The county recently rejected an open records request from Isthmus for the case file, citing federal and state laws that protect the dead child's confidentiality.
A cynic might wonder if the county may be a wee bit more concerned about protecting itself. Its own internal investigation, conducted last fall, found that it had followed all the rules. The state's Department of Health and Family Services is still working on its own report.
County Supv. David Worzala, chair of the county's Health and Human Needs Committee, is waiting until this report is complete. "For us to jump in prior to that would be a mistake," he says. "After the state's investigation, we'll definitely talk about it."
Worzala says that it "would get quite complicated" for his committee to hold its own investigation. And now that Vang's mother, Ee Lee, 23, has indicated that she may sue the county for failing to protect her child (Madison.gov, 12/20/07), Worzala says holding hearings "might muddy the waters as to the legal issues."
Realtors don't fight the power
Despite some pressure from a member of its own board of directors, the Realtors Association of South Central Wisconsin has not taken a position on where in Dane County a new 345-kilovolt transmission line should be built.
"Our association currently supports the need for the power upgrade," says Phil Salkin, the Realtors' government affairs director. "That's as far as we have gone."
The American Transmission Company has proposed two routes for its line - one along the Beltline and another through rural Dane County. A coalition of businesses is opposing the Beltline route, saying a massive power line suspended from 120-foot towers could depress property values by as much as 14%. But Salkin isn't so sure.
"Power lines are a feature of most urban areas," he says. Besides, not building the line could also have an impact: "It would be very difficult for homeowners to sell their houses if it became apparent that Dane County would have power outages."
But Mary Fish, a member of the Realtors' board of directors, believes the line could affect home values.
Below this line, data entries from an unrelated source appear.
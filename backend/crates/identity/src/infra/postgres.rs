//! PostgreSQL Credential Store

use chrono::{DateTime, Utc};
use kernel::error::conversions::is_unique_violation;
use kernel::id::UserId;
use sqlx::PgPool;
use uuid::Uuid;

use crate::domain::entity::user::User;
use crate::domain::repository::CredentialStore;
use crate::domain::value_object::{
    auth_provider::AuthProvider, email::Email, lookup_id::LookupId, totp_secret::TotpSecret,
    user_password::UserPassword, user_role::UserRole,
};
use crate::error::{AuthError, AuthResult};

const USER_COLUMNS: &str = r#"
    id,
    lookup_id,
    email,
    password_hash,
    role,
    provider,
    provider_id,
    display_name,
    avatar_url,
    totp_secret,
    email_verified,
    created_at
"#;

/// PostgreSQL-backed credential store
#[derive(Clone)]
pub struct PgCredentialStore {
    pool: PgPool,
}

impl PgCredentialStore {
    pub fn new(pool: PgPool) -> Self {
        Self { pool }
    }
}

impl CredentialStore for PgCredentialStore {
    async fn get_by_email(&self, email: &Email) -> AuthResult<Option<User>> {
        let row = sqlx::query_as::<_, UserRow>(&format!(
            "SELECT {USER_COLUMNS} FROM users WHERE email = $1"
        ))
        .bind(email.as_str())
        .fetch_optional(&self.pool)
        .await?;

        row.map(|r| r.into_user()).transpose()
    }

    async fn get_by_lookup_id(&self, lookup_id: &LookupId) -> AuthResult<Option<User>> {
        let row = sqlx::query_as::<_, UserRow>(&format!(
            "SELECT {USER_COLUMNS} FROM users WHERE lookup_id = $1"
        ))
        .bind(lookup_id.as_str())
        .fetch_optional(&self.pool)
        .await?;

        row.map(|r| r.into_user()).transpose()
    }

    async fn create(&self, user: &User) -> AuthResult<User> {
        let row = sqlx::query_as::<_, UserRow>(&format!(
            r#"
            INSERT INTO users (
                id,
                lookup_id,
                email,
                password_hash,
                role,
                provider,
                provider_id,
                display_name,
                avatar_url,
                totp_secret,
                email_verified,
                created_at
            ) VALUES ($1, $2, $3, $4, $5, $6, $7, $8, $9, $10, $11, $12)
            RETURNING {USER_COLUMNS}
            "#
        ))
        .bind(user.id.as_uuid())
        .bind(user.lookup_id.as_str())
        .bind(user.email.as_str())
        .bind(user.password.as_ref().map(|p| p.as_phc_string()))
        .bind(user.role.code())
        .bind(user.provider.code())
        .bind(user.provider_id.as_deref())
        .bind(user.display_name.as_deref())
        .bind(user.avatar_url.as_deref())
        .bind(user.totp_secret.as_ref().map(|s| s.as_base32()))
        .bind(user.email_verified)
        .bind(user.created_at)
        .fetch_one(&self.pool)
        .await
        .map_err(|e| {
            if is_unique_violation(&e) {
                AuthError::UserAlreadyExists
            } else {
                AuthError::Database(e)
            }
        })?;

        row.into_user()
    }

    async fn update_totp_secret(&self, id: &UserId, secret: &TotpSecret) -> AuthResult<bool> {
        // Only binds when empty; an enrolled secret is never overwritten
        let result = sqlx::query(
            r#"
            UPDATE users
            SET totp_secret = $2
            WHERE id = $1 AND totp_secret IS NULL
            "#,
        )
        .bind(id.as_uuid())
        .bind(secret.as_base32())
        .execute(&self.pool)
        .await?;

        let bound = result.rows_affected() == 1;
        if !bound {
            tracing::debug!(user_id = %id, "TOTP secret not bound (missing user or already enrolled)");
        }

        Ok(bound)
    }
}

// ============================================================================
// Row types
// ============================================================================

#[derive(sqlx::FromRow)]
struct UserRow {
    id: Uuid,
    lookup_id: String,
    email: String,
    password_hash: Option<String>,
    role: String,
    provider: String,
    provider_id: Option<String>,
    display_name: Option<String>,
    avatar_url: Option<String>,
    totp_secret: Option<String>,
    email_verified: bool,
    created_at: DateTime<Utc>,
}

impl UserRow {
    fn into_user(self) -> AuthResult<User> {
        let lookup_id = LookupId::parse(&self.lookup_id)
            .ok_or_else(|| AuthError::Internal("Empty lookup_id in store".to_string()))?;

        let provider = AuthProvider::parse(&self.provider)
            .ok_or_else(|| AuthError::Internal(format!("Unknown provider: {}", self.provider)))?;

        let password = self
            .password_hash
            .filter(|h| !h.is_empty())
            .map(UserPassword::from_phc_string)
            .transpose()?;

        let totp_secret = self
            .totp_secret
            .filter(|s| !s.is_empty())
            .map(TotpSecret::from_base32)
            .transpose()?;

        Ok(User {
            id: UserId::from_uuid(self.id),
            lookup_id,
            email: Email::from_db(self.email),
            password,
            role: UserRole::parse(&self.role).unwrap_or_default(),
            provider,
            provider_id: self.provider_id,
            display_name: self.display_name,
            avatar_url: self.avatar_url,
            totp_secret,
            email_verified: self.email_verified,
            created_at: self.created_at,
        })
    }
}
//! Log-backed sinks for background jobs.

use crate::application::background::{AuditEvent, AuditSink, MailMessage, Mailer};
use crate::error::AuthResult;

/// Writes each audit event as one structured record on the `audit` target
#[derive(Debug, Default, Clone, Copy)]
pub struct TracingAuditSink;

impl AuditSink for TracingAuditSink {
    async fn record(&self, event: &AuditEvent) -> AuthResult<()> {
        tracing::info!(
            target: "audit",
            event_id = %event.id,
            request_id = %event.request_id,
            admin_lookup_id = %event.admin_lookup_id,
            admin_email = %event.admin_email,
            action = %event.action,
            resource = %event.resource,
            target_user = %event.target_user,
            method = %event.method,
            path = %event.path,
            status = event.status,
            latency_ms = event.latency_ms,
            client_ip = ?event.client_ip,
            user_agent = event.user_agent.as_deref().unwrap_or("-"),
            "Admin access"
        );
        Ok(())
    }
}

/// Logs outbound mail instead of delivering it
#[derive(Debug, Default, Clone, Copy)]
pub struct LogMailer;

impl Mailer for LogMailer {
    async fn send(&self, message: &MailMessage) -> AuthResult<()> {
        tracing::info!(
            to = %message.to,
            subject = %message.subject,
            body_len = message.body.len(),
            "Mail dispatched"
        );
        Ok(())
    }
}
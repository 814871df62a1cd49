//! Cookie and credential header helpers.

use std::time::Duration;

use axum::http::{HeaderMap, header};

/// SameSite policy for cookies
#[derive(Debug, Clone, Copy, PartialEq, Eq, Default)]
pub enum SameSite {
    Strict,
    #[default]
    Lax,
    None,
}

impl SameSite {
    pub fn as_str(&self) -> &'static str {
        match self {
            SameSite::Strict => "Strict",
            SameSite::Lax => "Lax",
            SameSite::None => "None",
        }
    }
}

/// Attributes of one named cookie.
///
/// Defaults: `HttpOnly`, `SameSite=Lax`, `Path=/`, not `Secure`, session
/// lifetime.
#[derive(Debug, Clone)]
pub struct CookieSpec {
    pub name: &'static str,
    pub secure: bool,
    pub http_only: bool,
    pub same_site: SameSite,
    pub path: &'static str,
    pub max_age: Option<Duration>,
}

impl CookieSpec {
    pub const fn new(name: &'static str) -> Self {
        Self {
            name,
            secure: false,
            http_only: true,
            same_site: SameSite::Lax,
            path: "/",
            max_age: None,
        }
    }

    pub const fn secure(mut self, secure: bool) -> Self {
        self.secure = secure;
        self
    }

    pub const fn max_age(mut self, max_age: Duration) -> Self {
        self.max_age = Some(max_age);
        self
    }

    /// `Set-Cookie` value carrying `value`
    pub fn build_set_cookie(&self, value: &str) -> String {
        let mut cookie = format!("{}={}; Path={}", self.name, value, self.path);
        if let Some(max_age) = self.max_age {
            cookie.push_str(&format!("; Max-Age={}", max_age.as_secs()));
        }
        if self.http_only {
            cookie.push_str("; HttpOnly");
        }
        if self.secure {
            cookie.push_str("; Secure");
        }
        cookie.push_str("; SameSite=");
        cookie.push_str(self.same_site.as_str());
        cookie
    }
}

/// Extract a cookie value from the `Cookie` header
pub fn extract_cookie(headers: &HeaderMap, name: &str) -> Option<String> {
    headers
        .get_all(header::COOKIE)
        .iter()
        .filter_map(|v| v.to_str().ok())
        .flat_map(|v| v.split(';'))
        .find_map(|pair| {
            let (key, value) = pair.trim().split_once('=')?;
            (key == name && !value.is_empty()).then(|| value.to_string())
        })
}

/// Extract the credential of an `Authorization: Bearer <token>` header
pub fn extract_bearer(headers: &HeaderMap) -> Option<String> {
    let value = headers.get(header::AUTHORIZATION)?.to_str().ok()?;
    let (scheme, token) = value.split_once(' ')?;
    let token = token.trim();
    (scheme.eq_ignore_ascii_case("bearer") && !token.is_empty()).then(|| token.to_string())
}
//! Cryptographic Utilities

use base64::{Engine, engine::general_purpose::URL_SAFE_NO_PAD};
use hmac::{Hmac, Mac, digest::InvalidLength};
use rand::{RngCore, rngs::OsRng};
use sha2::Sha256;

type HmacSha256 = Hmac<Sha256>;

/// Byte length of opaque random tokens (OAuth state and the like)
pub const TOKEN_BYTES: usize = 32;

/// Generate cryptographically secure random bytes
pub fn random_bytes(len: usize) -> Vec<u8> {
    let mut bytes = vec![0u8; len];
    OsRng.fill_bytes(&mut bytes);
    bytes
}

/// 32 random bytes, URL-safe base64 without padding.
///
/// Safe to place in query strings and cookies unescaped.
pub fn random_token() -> String {
    URL_SAFE_NO_PAD.encode(random_bytes(TOKEN_BYTES))
}

/// Encode bytes as URL-safe base64 (no padding)
pub fn to_base64_url(bytes: &[u8]) -> String {
    URL_SAFE_NO_PAD.encode(bytes)
}

/// Decode URL-safe base64 (no padding)
pub fn from_base64_url(s: &str) -> Result<Vec<u8>, base64::DecodeError> {
    URL_SAFE_NO_PAD.decode(s)
}

/// HMAC-SHA256 over `data`.
pub fn hmac_sha256(key: &[u8], data: &[u8]) -> Result<[u8; 32], InvalidLength> {
    let mut mac = HmacSha256::new_from_slice(key)?;
    mac.update(data);
    Ok(mac.finalize().into_bytes().into())
}

/// Verify an HMAC-SHA256 tag in constant time.
pub fn verify_hmac_sha256(key: &[u8], data: &[u8], tag: &[u8]) -> bool {
    let Ok(mut mac) = HmacSha256::new_from_slice(key) else {
        return false;
    };
    mac.update(data);
    mac.verify_slice(tag).is_ok()
}
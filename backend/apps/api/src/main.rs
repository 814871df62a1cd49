//! API Server Entry Point
//!
//! Application entry point and server initialization.
//! Uses `anyhow` for startup errors; request errors are `identity::AuthError`.

use std::net::SocketAddr;
use std::sync::Arc;
use std::time::Duration;

use axum::http::{self, Method, header};
use identity::application::BackgroundDispatcher;
use identity::application::background::DISPATCH_CAPACITY;
use identity::infra::{
    GoogleOAuthProvider, LogMailer, MemoryStateStore, PgCredentialStore, TracingAuditSink,
};
use identity::{IdentityConfig, IdentityState, ProductionBackend, identity_router};
use platform::rate_limit::MemoryAttemptLimiter;
use sqlx::postgres::PgPoolOptions;
use tokio::net::TcpListener;
use tower_http::cors::{AllowHeaders, AllowMethods, CorsLayer};
use tower_http::trace::TraceLayer;
use tracing_subscriber::{layer::SubscriberExt, util::SubscriberInitExt};

/// How often expired OAuth states and attempt windows are swept
const PURGE_INTERVAL: Duration = Duration::from_secs(60);

#[tokio::main]
async fn main() -> anyhow::Result<()> {
    // Load .env file
    dotenvy::dotenv().ok();

    // Initialize tracing
    tracing_subscriber::registry()
        .with(
            tracing_subscriber::EnvFilter::try_from_default_env()
                .unwrap_or_else(|_| "community_api=info,identity=info,tower_http=info".into()),
        )
        .with(tracing_subscriber::fmt::layer())
        .init();

    // Missing secrets are fatal
    let config = IdentityConfig::from_env()?;
    tracing::info!(?config, "Identity configuration loaded");

    // Database connection
    let database_url = std::env::var("DATABASE_URL")
        .map_err(|_| anyhow::anyhow!("DATABASE_URL must be set in environment"))?;

    let pool = PgPoolOptions::new()
        .max_connections(5)
        .connect(&database_url)
        .await?;

    tracing::info!("Connected to database");

    // Run migrations
    sqlx::migrate!("../../../database/migrations")
        .run(&pool)
        .await?;

    tracing::info!("Migrations completed");

    // Background worker for audit events and mail
    let (dispatcher, _worker) = BackgroundDispatcher::spawn(
        Arc::new(TracingAuditSink),
        Arc::new(LogMailer),
        DISPATCH_CAPACITY,
    );

    let states = Arc::new(MemoryStateStore::new());
    let limiter = Arc::new(MemoryAttemptLimiter::new(config.attempt_policy.clone()));
    spawn_purge(states.clone(), limiter.clone());

    let provider = GoogleOAuthProvider::new(config.google.clone())?;

    // CORS configuration
    let allowed_origins: Vec<http::HeaderValue> = config
        .frontend_origins
        .iter()
        .filter_map(|origin| origin.parse().ok())
        .collect();

    let cors = CorsLayer::new()
        .allow_origin(allowed_origins)
        .allow_methods(AllowMethods::list([
            Method::GET,
            Method::POST,
            Method::OPTIONS,
        ]))
        .allow_headers(AllowHeaders::list([
            header::CONTENT_TYPE,
            header::AUTHORIZATION,
            header::ACCEPT,
        ]))
        .allow_credentials(true);

    let addr: SocketAddr = config.bind_addr.parse()?;

    let state = IdentityState::<ProductionBackend>::new(
        config,
        Arc::new(PgCredentialStore::new(pool)),
        Arc::new(provider),
        states,
        limiter,
        dispatcher,
    );

    // Build router
    let app = identity_router(state)
        .layer(TraceLayer::new_for_http())
        .layer(cors);

    // Start server
    tracing::info!("Listening on {}", addr);

    let listener = TcpListener::bind(addr).await?;
    axum::serve(
        listener,
        app.into_make_service_with_connect_info::<SocketAddr>(),
    )
    .await?;

    Ok(())
}

/// Sweep abandoned OAuth states and stale attempt windows so both maps
/// stay bounded
fn spawn_purge(states: Arc<MemoryStateStore>, limiter: Arc<MemoryAttemptLimiter>) {
    tokio::spawn(async move {
        let mut ticker = tokio::time::interval(PURGE_INTERVAL);
        loop {
            ticker.tick().await;
            let purged = states.purge_expired();
            if purged > 0 {
                tracing::debug!(purged, "Expired OAuth states removed");
            }
            let purged = limiter.purge_expired();
            if purged > 0 {
                tracing::debug!(purged, "Expired attempt windows removed");
            }
        }
    });
}
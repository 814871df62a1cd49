//! Platform Crate - Technical Infrastructure
//!
//! Primitives with no identity semantics of their own:
//! - Cryptographic helpers (HMAC-SHA256, base64url, random tokens)
//! - Password hashing (Argon2id) and password policy
//! - Cookie building and extraction
//! - Client address and user agent extraction
//! - Attempt limiting (failed login / code counters)

pub mod client;
pub mod cookie;
pub mod crypto;
pub mod password;
pub mod rate_limit;
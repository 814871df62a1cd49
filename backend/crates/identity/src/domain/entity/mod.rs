//! Entity Module

pub mod session_claims;
pub mod user;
In a blog posting, Fish wrote, "I can tell you with confidence that if you put two similar homes side by side, but the second has high-power transmission lines nearby (especially within sight), the second home will not sell for as much as the first.... I have personally had clients refuse to go into homes where they see transmission lines nearby (or even in the distance)."
Fish noted that many area organizations support ATC's plans, but she doesn't think the Realtors should jump on board. "I feel we have an obligation to protect the homeowners who will have little say on how ATC's lines affect their biggest investment - their homes."
Arb neighbors prevail
The Arboretum neighborhood has won its battle against developer Darren Kittleson, who wanted to build two new houses and expand a third on one small lot. After facing furious opposition, Kittleson recently sold the entire plot to a single owner, who will not build any new houses.
"It was the best possible solution," says Ron Kalil, president of the Arboretum Neighborhood Association.
Kittleson did not return a call. But Kalil says he believed the developer sold the land in part because the neighborhood association and state Department of Natural Resources are suing Dane County's Board of Adjustment for approving the project. They argue that development in the Arboretum could hurt nearby Lake Wingra.
It's not clear whether the lawsuit will continue, now that the land has been sold.
Kalil says the neighborhood was able to win in a situation where defeat initially seemed likely. "It really did pull the entire neighborhood together," he says. "Any developer looking at the neighborhood now, mindful of what happened to Darren Kittleson, will think, 'I'll go somewhere else. These people won't roll over.'"
And he thinks the neighborhood's battle could be an inspiration for others. "I really do hope others who followed it might not feel helpless if they're in a similar situation."